Records drawn from a dataset:
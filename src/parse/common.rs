use crate::parse::Framework;
use once_cell::sync::Lazy;
use regex::Regex;
use serde::Serialize;
use std::path::{Path, PathBuf};

/// HTTP method of an endpoint. Anything outside the common verbs is `Unknown`.
#[derive(Debug, Clone, Copy, PartialEq, Eq, Hash, PartialOrd, Ord, Serialize)]
#[serde(rename_all = "UPPERCASE")]
pub enum HttpMethod {
    Get,
    Post,
    Put,
    Delete,
    Patch,
    Unknown,
}

impl HttpMethod {
    pub const ALL: [HttpMethod; 6] = [
        HttpMethod::Get,
        HttpMethod::Post,
        HttpMethod::Put,
        HttpMethod::Delete,
        HttpMethod::Patch,
        HttpMethod::Unknown,
    ];

    /// Map a verb token (any case) onto the closed method set.
    pub fn from_token(token: &str) -> Self {
        match token.trim().to_ascii_uppercase().as_str() {
            "GET" => HttpMethod::Get,
            "POST" => HttpMethod::Post,
            "PUT" => HttpMethod::Put,
            "DELETE" => HttpMethod::Delete,
            "PATCH" => HttpMethod::Patch,
            _ => HttpMethod::Unknown,
        }
    }

    pub fn as_str(&self) -> &'static str {
        match self {
            HttpMethod::Get => "GET",
            HttpMethod::Post => "POST",
            HttpMethod::Put => "PUT",
            HttpMethod::Delete => "DELETE",
            HttpMethod::Patch => "PATCH",
            HttpMethod::Unknown => "UNKNOWN",
        }
    }
}

impl std::fmt::Display for HttpMethod {
    fn fmt(&self, f: &mut std::fmt::Formatter<'_>) -> std::fmt::Result {
        f.write_str(self.as_str())
    }
}

/// Where an endpoint was declared.
#[derive(Debug, Clone, Serialize, PartialEq, Eq, Hash)]
pub struct SourceLocation {
    pub file: PathBuf,
    /// Line of the route annotation or decorator (0-indexed)
    pub line: usize,
}

/// One extracted route declaration.
#[derive(Debug, Clone, Serialize, PartialEq, Eq)]
pub struct Endpoint {
    pub path: String,
    pub method: HttpMethod,
    pub location: SourceLocation,
    /// Enclosing class or struct, `"main"` when there is none
    pub owner: String,
    /// Function serving the route, empty when unresolved
    pub handler: String,
    #[serde(skip_serializing_if = "Option::is_none")]
    pub framework: Option<Framework>,
}

/// Owner name used when no enclosing type is found.
pub const DEFAULT_OWNER: &str = "main";

impl Endpoint {
    pub fn new(
        path: String,
        method: HttpMethod,
        file: &Path,
        line: usize,
        owner: impl Into<String>,
        handler: impl Into<String>,
        framework: Framework,
    ) -> Self {
        Self {
            path,
            method,
            location: SourceLocation {
                file: file.to_path_buf(),
                line,
            },
            owner: owner.into(),
            handler: handler.into(),
            framework: Some(framework),
        }
    }
}

/// Join route fragments into one path: a single leading `/`, no empty
/// segments, no trailing `/` unless the result is the root.
pub fn compose_path(parts: &[&str]) -> String {
    let segments: Vec<&str> = parts
        .iter()
        .flat_map(|p| p.split('/'))
        .map(str::trim)
        .filter(|s| !s.is_empty())
        .collect();
    format!("/{}", segments.join("/"))
}

/// Normalize a prefix (class mapping, group, blueprint) so it can be
/// concatenated: leading `/`, no trailing `/`, and the root becomes empty.
pub fn normalize_prefix(prefix: &str) -> String {
    let composed = compose_path(&[prefix]);
    if composed == "/" {
        String::new()
    } else {
        composed
    }
}

/// First double-quoted literal on a line (Java and Go string syntax).
pub fn first_double_quoted(line: &str) -> Option<&str> {
    let start = line.find('"')?;
    let rest = &line[start + 1..];
    let end = rest.find('"')?;
    Some(&rest[..end])
}

/// First single- or double-quoted literal (Python string syntax).
pub fn first_string_literal(text: &str) -> Option<&str> {
    let (start, quote) = text.char_indices().find(|(_, c)| *c == '"' || *c == '\'')?;
    let rest = &text[start + 1..];
    let end = rest.find(quote)?;
    Some(&rest[..end])
}

static CALL_NAME: Lazy<Regex> = Lazy::new(|| Regex::new(r"(\w+)\s*\(").unwrap());

/// Name of the first `<name>(` call-like token on a declaration line.
pub fn declared_name(line: &str) -> Option<&str> {
    CALL_NAME
        .captures(line)
        .and_then(|c| c.get(1))
        .map(|m| m.as_str())
}

/// Count of leading whitespace characters.
pub fn indent_of(line: &str) -> usize {
    line.len() - line.trim_start().len()
}

/// Opening and closing braces on one line, ignoring braces inside string
/// and char literals and after a `//` comment.
pub fn brace_counts(line: &str) -> (i32, i32) {
    let mut opens = 0;
    let mut closes = 0;
    let mut in_string: Option<char> = None;
    let mut escaped = false;
    let mut prev = '\0';
    for c in line.chars() {
        if let Some(q) = in_string {
            if escaped {
                escaped = false;
            } else if c == '\\' {
                escaped = true;
            } else if c == q {
                in_string = None;
            }
            continue;
        }
        match c {
            '"' | '\'' | '`' => in_string = Some(c),
            '/' if prev == '/' => break,
            '{' => opens += 1,
            '}' => closes += 1,
            _ => {}
        }
        prev = c;
    }
    (opens, closes)
}

/// Calls spanning more lines than this are treated as unterminated.
const MAX_CALL_LINES: usize = 20;

/// Arguments of a call whose opening parenthesis is the first non-blank
/// character at or after `col` on `lines[start]`.
#[derive(Debug, Clone, PartialEq, Eq)]
pub struct CallArgs {
    /// Text between the outer parentheses, continuation lines joined by `\n`
    pub text: String,
    /// Line holding the closing parenthesis
    pub end_line: usize,
    /// Byte offset just past the closing parenthesis on `end_line`
    pub end_col: usize,
}

/// Collect the balanced argument text of a call that may span several lines.
/// Returns `None` when no call opens at `col` or it never closes.
pub fn call_arguments(lines: &[&str], start: usize, col: usize) -> Option<CallArgs> {
    let rest = lines.get(start)?.get(col..)?;
    let open = col + rest.find(|c: char| !c.is_whitespace())?;
    if !lines[start][open..].starts_with('(') {
        return None;
    }

    let mut text = String::new();
    let mut depth = 0usize;
    let mut in_string: Option<char> = None;
    let mut escaped = false;

    for (li, line) in lines
        .iter()
        .enumerate()
        .skip(start)
        .take(MAX_CALL_LINES)
    {
        let offset = if li == start { open } else { 0 };
        for (ci, c) in line[offset..].char_indices() {
            if let Some(q) = in_string {
                if escaped {
                    escaped = false;
                } else if c == '\\' {
                    escaped = true;
                } else if c == q {
                    in_string = None;
                }
                text.push(c);
                continue;
            }
            match c {
                '"' | '\'' => in_string = Some(c),
                '(' => {
                    depth += 1;
                    if depth == 1 {
                        continue;
                    }
                }
                ')' => {
                    depth -= 1;
                    if depth == 0 {
                        return Some(CallArgs {
                            text,
                            end_line: li,
                            end_col: offset + ci + 1,
                        });
                    }
                }
                _ => {}
            }
            text.push(c);
        }
        text.push('\n');
    }
    None
}

/// True for lines that carry no code: blanks and comments.
pub fn is_comment_or_blank(trimmed: &str) -> bool {
    trimmed.is_empty()
        || trimmed.starts_with("//")
        || trimmed.starts_with("/*")
        || trimmed.starts_with('*')
        || trimmed.starts_with('#')
}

* **Exercise**:
Both the first line of the data above and the line with "empty when unresolved" must be included; please return exactly those lines and the ones between them.

* **Task result**:
filename src/parse/common.rs
use crate::parse::Framework;
use once_cell::sync::Lazy;
use regex::Regex;
use serde::Serialize;
use std::path::{Path, PathBuf};

/// HTTP method of an endpoint. Anything outside the common verbs is `Unknown`.
#[derive(Debug, Clone, Copy, PartialEq, Eq, Hash, PartialOrd, Ord, Serialize)]
#[serde(rename_all = "UPPERCASE")]
pub enum HttpMethod {
    Get,
    Post,
    Put,
    Delete,
    Patch,
    Unknown,
}

impl HttpMethod {
    pub const ALL: [HttpMethod; 6] = [
        HttpMethod::Get,
        HttpMethod::Post,
        HttpMethod::Put,
        HttpMethod::Delete,
        HttpMethod::Patch,
        HttpMethod::Unknown,
    ];

    /// Map a verb token (any case) onto the closed method set.
    pub fn from_token(token: &str) -> Self {
        match token.trim().to_ascii_uppercase().as_str() {
            "GET" => HttpMethod::Get,
            "POST" => HttpMethod::Post,
            "PUT" => HttpMethod::Put,
            "DELETE" => HttpMethod::Delete,
            "PATCH" => HttpMethod::Patch,
            _ => HttpMethod::Unknown,
        }
    }

    pub fn as_str(&self) -> &'static str {
        match self {
            HttpMethod::Get => "GET",
            HttpMethod::Post => "POST",
            HttpMethod::Put => "PUT",
            HttpMethod::Delete => "DELETE",
            HttpMethod::Patch => "PATCH",
            HttpMethod::Unknown => "UNKNOWN",
        }
    }
}

impl std::fmt::Display for HttpMethod {
    fn fmt(&self, f: &mut std::fmt::Formatter<'_>) -> std::fmt::Result {
        f.write_str(self.as_str())
    }
}

/// Where an endpoint was declared.
#[derive(Debug, Clone, Serialize, PartialEq, Eq, Hash)]
pub struct SourceLocation {
    pub file: PathBuf,
    /// Line of the route annotation or decorator (0-indexed)
    pub line: usize,
}

/// One extracted route declaration.
#[derive(Debug, Clone, Serialize, PartialEq, Eq)]
pub struct Endpoint {
    pub path: String,
    pub method: HttpMethod,
    pub location: SourceLocation,
    /// Enclosing class or struct, `"main"` when there is none
    pub owner: String,
    /// Function serving the route, empty when unresolved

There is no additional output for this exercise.